### Records to process:

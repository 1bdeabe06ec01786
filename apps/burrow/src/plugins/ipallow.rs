//! IP allow-list plug-in: ships a list of allowed visitor addresses
//! (exact IPs or CIDRs) to the edge, where the visitor middleware
//! enforces it.

use clap::{Arg, ArgMatches, Command};

use super::Plugin;

#[derive(Default)]
pub struct IpAllowPlugin {
    allow_ips: Option<String>,
}

impl IpAllowPlugin {
    pub fn new() -> Self {
        Self::default()
    }
}

impl Plugin for IpAllowPlugin {
    fn name(&self) -> &'static str {
        "ipallow"
    }

    fn register_flags(&self, command: Command) -> Command {
        command.arg(
            Arg::new("allow-ip")
                .long("allow-ip")
                .value_name("IPS")
                .help("Comma-separated list of allowed IPs or CIDRs (e.g. 1.2.3.4,10.0.0.0/8)"),
        )
    }

    fn configure(&mut self, matches: &ArgMatches) {
        self.allow_ips = matches
            .get_one::<String>("allow-ip")
            .filter(|v| !v.is_empty())
            .cloned();
    }

    fn enabled(&self) -> bool {
        self.allow_ips.is_some()
    }

    fn worker_config(&self) -> Option<serde_json::Map<String, serde_json::Value>> {
        let raw = self.allow_ips.as_ref()?;
        let ips: Vec<serde_json::Value> = raw
            .split(',')
            .map(str::trim)
            .filter(|s| !s.is_empty())
            .map(|s| s.to_string().into())
            .collect();
        let mut config = serde_json::Map::new();
        config.insert("allowIps".to_string(), ips.into());
        Some(config)
    }
}

#[cfg(test)]
mod tests {
    use super::*;

    #[test]
    fn worker_config_splits_and_trims() {
        let plugin = IpAllowPlugin {
            allow_ips: Some("1.2.3.4, 10.0.0.0/8 ,".to_string()),
        };
        let config = plugin.worker_config().unwrap();
        assert_eq!(
            config["allowIps"],
            serde_json::json!(["1.2.3.4", "10.0.0.0/8"])
        );
    }
}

### Task requirements:
Transcribe the records from their first line. Stop after the line with "#[derive(Default)]", including it.

### Completed task:
repository 1bdeabe06ec01786
filename apps/burrow/src/plugins/ipallow.rs
//! IP allow-list plug-in: ships a list of allowed visitor addresses
//! (exact IPs or CIDRs) to the edge, where the visitor middleware
//! enforces it.

use clap::{Arg, ArgMatches, Command};

use super::Plugin;

#[derive(Default)]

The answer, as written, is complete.